London, April 2 (IANS) Poor quality of rivets holding the Titanic’s hull together may have come loose after colliding with an iceberg, sinking the ship a century ago, a study says.
The weather too may have been responsible for the presence of the iceberg, said science writer Richard Corfield, who took a fresh look at the events culminating in the tragedy.
Corfield highlighted the work of two metallurgists, Tim Foecke and Jennifer Hooper McCarty.
They combined their own analysis with historical records from the shipyard in Belfast where the Titanic was built, the journal Physics World reported.

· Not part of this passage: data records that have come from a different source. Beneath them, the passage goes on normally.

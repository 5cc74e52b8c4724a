//! CSV ingest and row cleaning.
//!
//! Turns a campaign-day CSV into validated [`DatasetRow`]s plus a
//! [`DataQuality`] report. Missing columns are fatal; bad rows are skipped and
//! counted.

use std::collections::HashMap;
use std::fs::File;
use std::io::Read;
use std::path::Path;

use adpulse_core::{DataQuality, DatasetRow, DateRange, InvalidValue, PipelineError};
use chrono::NaiveDate;
use csv::StringRecord;
use serde_json::json;

const DATE_FORMAT: &str = "%Y-%m-%d";
const MAX_DATE_EXAMPLES: usize = 5;
/// Relative gap above which a supplied `ctr`/`roas` counts as inconsistent.
const DERIVED_TOLERANCE: f64 = 0.01;

/// Cleaned rows, sorted by date, with the quality report of the cleaning pass.
#[derive(Debug, Clone, PartialEq)]
pub struct Dataset {
    pub rows: Vec<DatasetRow>,
    pub quality: DataQuality,
}

#[derive(Debug, Clone)]
pub struct LoadOptions {
    pub required_fields: Vec<String>,
    pub max_missing_percentage: f64,
    pub date_range: Option<DateRange>,
}

impl LoadOptions {
    #[must_use]
    pub fn from_config(config: &adpulse_core::AnalysisConfig) -> Self {
        Self {
            required_fields: config.data_quality.required_fields.clone(),
            max_missing_percentage: config.data_quality.max_missing_percentage,
            date_range: None,
        }
    }

    #[must_use]
    pub fn with_date_range(mut self, date_range: Option<DateRange>) -> Self {
        self.date_range = date_range;
        self
    }
}

/// Open and clean the dataset at `path`.
///
/// # Errors
///
/// - [`PipelineError::Io`] if the file cannot be opened.
/// - [`PipelineError::Validation`] if required columns are absent.
/// - [`PipelineError::DataQuality`] if too many rows are missing values or
///   no valid rows remain.
pub fn load_dataset(path: &Path, options: &LoadOptions) -> Result<Dataset, PipelineError> {
    let file = File::open(path).map_err(|e| PipelineError::io(path.display().to_string(), e))?;
    let dataset = read_dataset(file, options)?;
    tracing::info!(
        path = %path.display(),
        rows_read = dataset.quality.rows_read,
        rows_used = dataset.rows.len(),
        invalid_rows = dataset.quality.invalid_rows,
        "dataset loaded"
    );
    Ok(dataset)
}

/// Clean a CSV stream. See [`load_dataset`] for the error contract.
///
/// # Errors
///
/// Same as [`load_dataset`], minus the file-open failure.
pub fn read_dataset<R: Read>(reader: R, options: &LoadOptions) -> Result<Dataset, PipelineError> {
    let mut reader = csv::ReaderBuilder::new()
        .flexible(true)
        .trim(csv::Trim::All)
        .from_reader(reader);

    let headers = reader
        .headers()
        .map_err(|e| {
            PipelineError::validation(
                format!("failed to read CSV headers: {e}"),
                serde_json::Value::Null,
            )
        })?
        .clone();
    let columns = Columns::new(&headers);

    let missing_fields: Vec<&str> = options
        .required_fields
        .iter()
        .map(String::as_str)
        .filter(|f| !columns.has(f))
        .collect();
    if !missing_fields.is_empty() {
        return Err(PipelineError::validation(
            "Missing required fields in dataset",
            json!({
                "missing_fields": missing_fields,
                "required_fields": options.required_fields,
            }),
        ));
    }

    let mut quality = DataQuality::default();
    let mut rows = Vec::new();
    let mut rows_missing = 0usize;

    for (idx, result) in reader.records().enumerate() {
        // Header is line 1.
        let line = idx + 2;
        quality.rows_read += 1;

        let record = match result {
            Ok(r) => r,
            Err(e) => {
                tracing::warn!(line, error = %e, "CSV parse error; row skipped");
                quality.invalid_rows += 1;
                continue;
            }
        };

        match parse_row(&record, &columns, options, line, &mut quality) {
            RowOutcome::Row(row) => {
                if !matches!(options.date_range, Some(range) if !range.contains(row.date)) {
                    rows.push(*row);
                }
            }
            RowOutcome::Missing => {
                rows_missing += 1;
                quality.invalid_rows += 1;
            }
            RowOutcome::Rejected => quality.invalid_rows += 1,
        }
    }

    if quality.rows_read > 0 {
        #[allow(clippy::cast_precision_loss)]
        let missing_share = rows_missing as f64 / quality.rows_read as f64;
        if missing_share > options.max_missing_percentage {
            return Err(PipelineError::data_quality(
                format!(
                    "{:.1}% of rows are missing required values (limit {:.1}%)",
                    missing_share * 100.0,
                    options.max_missing_percentage * 100.0
                ),
                json!({
                    "rows_read": quality.rows_read,
                    "rows_missing": rows_missing,
                    "missing_values": quality.missing_values,
                }),
            ));
        }
    }

    if rows.is_empty() {
        return Err(PipelineError::data_quality(
            "No valid rows remain after cleaning",
            json!({ "rows_read": quality.rows_read, "invalid_rows": quality.invalid_rows }),
        ));
    }

    if quality.invalid_rows > 0 {
        tracing::warn!(
            invalid_rows = quality.invalid_rows,
            rows_read = quality.rows_read,
            "removed rows due to data quality issues"
        );
    }

    rows.sort_by_key(|r| r.date);
    Ok(Dataset { rows, quality })
}

/// Header name → column index, tolerant of BOMs and case.
struct Columns(HashMap<String, usize>);

impl Columns {
    fn new(headers: &StringRecord) -> Self {
        Self(
            headers
                .iter()
                .enumerate()
                .map(|(idx, name)| {
                    let name = name.trim().trim_start_matches('\u{feff}').to_lowercase();
                    (name, idx)
                })
                .collect(),
        )
    }

    fn has(&self, name: &str) -> bool {
        self.0.contains_key(name)
    }

    /// Trimmed cell value; `None` for an absent column or empty cell.
    fn get<'r>(&self, record: &'r StringRecord, name: &str) -> Option<&'r str> {
        self.0
            .get(name)
            .and_then(|&idx| record.get(idx))
            .map(str::trim)
            .filter(|v| !v.is_empty())
    }
}

enum RowOutcome {
    Row(Box<DatasetRow>),
    Missing,
    Rejected,
}

fn parse_row(
    record: &StringRecord,
    columns: &Columns,
    options: &LoadOptions,
    line: usize,
    quality: &mut DataQuality,
) -> RowOutcome {
    let mut missing = false;
    for field in &options.required_fields {
        if columns.get(record, field).is_none() {
            *quality.missing_values.entry(field.clone()).or_default() += 1;
            missing = true;
        }
    }
    if missing {
        return RowOutcome::Missing;
    }

    let Some(raw_date) = columns.get(record, "date") else {
        return RowOutcome::Missing;
    };
    let Ok(date) = NaiveDate::parse_from_str(raw_date, DATE_FORMAT) else {
        tracing::warn!(line, value = raw_date, "unparseable date; row skipped");
        quality.invalid_dates += 1;
        if quality.invalid_date_examples.len() < MAX_DATE_EXAMPLES {
            quality.invalid_date_examples.push(InvalidValue {
                line,
                value: raw_date.to_string(),
            });
        }
        return RowOutcome::Rejected;
    };

    let mut numeric = |field: &str| -> Result<Option<f64>, ()> {
        match columns.get(record, field) {
            None => Ok(None),
            Some(raw) => match coerce_number(raw) {
                Some(v) => Ok(Some(v)),
                None => {
                    tracing::debug!(line, field, value = raw, "non-numeric value");
                    *quality.non_numeric_values.entry(field.to_string()).or_default() += 1;
                    Err(())
                }
            },
        }
    };

    let (Ok(spend), Ok(revenue), Ok(impressions), Ok(clicks), Ok(purchases)) = (
        numeric("spend"),
        numeric("revenue"),
        numeric("impressions"),
        numeric("clicks"),
        numeric("purchases"),
    ) else {
        return RowOutcome::Rejected;
    };
    // Supplied ratios are only cross-checked; an unreadable one counts as absent.
    let supplied_ctr = numeric("ctr").unwrap_or(None);
    let supplied_roas = numeric("roas").unwrap_or(None);

    let spend = spend.unwrap_or(0.0);
    let revenue = revenue.unwrap_or(0.0);
    let (Some(impressions), Some(clicks), Some(purchases)) = (
        to_count(impressions.unwrap_or(0.0)),
        to_count(clicks.unwrap_or(0.0)),
        to_count(purchases.unwrap_or(0.0)),
    ) else {
        quality.constraint_violations += 1;
        return RowOutcome::Rejected;
    };

    if spend < 0.0 || revenue < 0.0 || clicks > impressions {
        tracing::debug!(line, spend, impressions, clicks, "row violates numeric invariants");
        quality.constraint_violations += 1;
        return RowOutcome::Rejected;
    }

    let text = |field: &str| {
        columns
            .get(record, field)
            .map_or_else(|| "unknown".to_string(), str::to_string)
    };

    let row = DatasetRow {
        campaign_name: text("campaign_name"),
        date,
        spend,
        impressions,
        clicks,
        purchases,
        revenue,
        creative_type: text("creative_type"),
        audience_type: text("audience_type"),
        platform: text("platform"),
        creative_message: columns.get(record, "creative_message").map(str::to_string),
        country: columns.get(record, "country").map(str::to_string),
    };

    if disagrees(supplied_ctr, row.ctr()) || disagrees(supplied_roas, row.roas()) {
        quality.recomputed_derived += 1;
    }

    RowOutcome::Row(Box::new(row))
}

fn disagrees(supplied: Option<f64>, computed: Option<f64>) -> bool {
    match (supplied, computed) {
        (Some(s), Some(c)) => {
            let scale = c.abs().max(f64::EPSILON);
            (s - c).abs() / scale > DERIVED_TOLERANCE
        }
        _ => false,
    }
}

/// Non-negative whole number, or `None`.
#[allow(clippy::cast_possible_truncation, clippy::cast_sign_loss)]
fn to_count(value: f64) -> Option<u64> {
    if value >= 0.0 && value.fract() == 0.0 && value < 9.0e15 {
        Some(value as u64)
    } else {
        None
    }
}

/// Coerce a raw cell into a number.
///
/// Accepts a leading currency symbol, thousands separators and a trailing
/// `%`. Returns `None` for anything else, including non-finite values.
#[must_use]
pub fn coerce_number(raw: &str) -> Option<f64> {
    let trimmed = raw.trim();
    let trimmed = trimmed
        .strip_prefix(['$', '€', '£'])
        .unwrap_or(trimmed)
        .trim_end_matches('%')
        .trim();
    let cleaned: String = trimmed.chars().filter(|c| *c != ',').collect();
    cleaned.parse::<f64>().ok().filter(|v| v.is_finite())
}

#[cfg(test)]
#[path = "ingest_test.rs"]
mod tests;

They found that the rivets that held the ship’s hull together were not uniform in composition or quality and not been inserted in a uniform fashion, according to a statement from the Physics World.
This meant that, in practice, the region of the Titanic’s hull that hit the iceberg was substantially weaker than the main body of the ship – Foecke and McCarty speculate that the poorer-quality materials were used as a cost-cutting exercise.
It also appears that the climate thousands of miles away from where the ship sunk may have had a hand in events.
At times when the weather is warmer than usual in the Caribbean, the Gulf Stream intersects with the glacier-carrying Labrador Current in the North Atlantic in such a way that icebergs are aligned to form a barrier of ice.
In 1912, the Caribbean experienced an unusually hot summer. So the Gulf Stream was particularly intense.
The Titanic hit the iceberg right at the intersection of the Gulf Stream and the Labrador Current.
“No one thing sent the Titanic to the bottom of the North Atlantic. Rather, the ship was ensnared by a perfect storm of circumstances that conspired her to doom,” writes Corfield.
On Sunday April 14, 1912, at 11.40 p.m., the Titanic, bound from Southampton to New York, struck an iceberg off the coast of Newfoundland and sank in the Atlantic.